The concentration of medroxyprogesterone acetate (MPA) in plasma samples taken 24 h after intramuscular or oral administration of 100 mg daily doses of the drug to patients with endometrial adenocarcinoma was measured by radioimmunoassay. In general, a plasma level of about 4 ng/ml was found 24 h after the dose, independent of the route of drug administration. However, in three of the patients to whom intramuscular MPA was given, considerably higher values were found. A maximal plasma level was achieved three hours after ingestion of 100 mg MPA. This was followed by a rapid decline to 20-25% of the peak value after about 12 h. A rather small day-to-day intraindividual variation was found in daily blood samples taken just before administration of the next dose. However, considerable differences were found between individuals and it is concluded that this variation in plasma levels may be reflected in the clinical efficacy of the treatment. Thus further studies in which plasma values and clinical effectiveness are correlated seem to be indicated.

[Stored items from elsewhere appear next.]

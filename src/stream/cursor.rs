//! Pagination boundary cursors.

use serde::Serialize;

/// Which edge of the feed a cursor guards.
#[derive(Debug, Clone, Copy, PartialEq, Eq, Hash, Serialize)]
#[serde(rename_all = "lowercase")]
pub enum Direction {
    Older,
    Newer,
}

#[derive(Debug, Clone, Copy, PartialEq, Eq, Default, Serialize)]
#[serde(rename_all = "snake_case")]
pub enum BoundaryState {
    /// More content may exist; no request outstanding.
    #[default]
    Idle,
    /// A fetch was handed to the transport and has not been answered.
    FetchInFlight,
    /// The server said there is nothing more. Terminal until the next feed replace.
    Exhausted,
}

/// One direction's fetch state.
///
/// `begin_fetch` is the only way into `FetchInFlight` and it refuses unless
/// the cursor is `Idle`, so there is never more than one outstanding fetch
/// per direction.
#[derive(Debug, Clone, Copy, PartialEq, Eq, Default)]
pub struct BoundaryCursor {
    state: BoundaryState,
}

impl BoundaryCursor {
    pub fn new(more_available: bool) -> Self {
        let mut cursor = Self::default();
        cursor.reset(more_available);
        cursor
    }

    pub fn state(&self) -> BoundaryState {
        self.state
    }

    pub fn is_exhausted(&self) -> bool {
        self.state == BoundaryState::Exhausted
    }

    pub fn is_in_flight(&self) -> bool {
        self.state == BoundaryState::FetchInFlight
    }

    /// Claim the right to send a fetch. Returns `false` when one is already
    /// outstanding or the boundary is exhausted.
    pub fn begin_fetch(&mut self) -> bool {
        if self.state == BoundaryState::Idle {
            self.state = BoundaryState::FetchInFlight;
            true
        } else {
            false
        }
    }

    /// A page of `count` messages arrived. An empty page ends the boundary.
    pub fn content_received(&mut self, count: usize) {
        if count == 0 {
            self.state = BoundaryState::Exhausted;
        } else if self.state == BoundaryState::FetchInFlight {
            self.state = BoundaryState::Idle;
        }
    }

    /// Explicit "no more" from the server.
    pub fn exhaust(&mut self) {
        self.state = BoundaryState::Exhausted;
    }

    /// Start a new feed session.
    pub fn reset(&mut self, more_available: bool) {
        self.state = if more_available {
            BoundaryState::Idle
        } else {
            BoundaryState::Exhausted
        };
    }
}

Past studies have shown that patients with recurrent or advanced endometrial carcinoma respond favorably to treatment with progestin. Theories relate the success of the treatment to the concentration of progestin in the blood supplied to cancerous tissues. A study was undertaken to measure the plasma level of the steroid in patients with endometrial adenocarcinoma. Medroxyprogesterone Acetate (MPA) was administered to two groups of patients. One group received a single 100mg dose of MPA intramuscularly every day. The other group was subdivided and individuals received from 100 to 300mg of MPA orally everyday for a month. Plasma levels of MPA were measured daily twenty-four hours after the last dose. Radioimmunoassay techniques were used to measure MPA levels. Plasma levels of patients receiving 100 mg either orally or intramuscularly were the same. Patients who received the 200 mg and 300 mg dosage of MPA orally exhibited higher mean plasma values. Examination of cancerous tissues removed by surgery near the time of plasma MPA evaluation showed marked effects of the therapy. Two of the four patients who had the surgery had received the higher 200mg and 300mg dosage. Based on the results of this investigation, further studies on the effectiveness of treatment for recurrent or advanced endometrial adenocarcinoma should include a phase to monitor MPA plasma levels.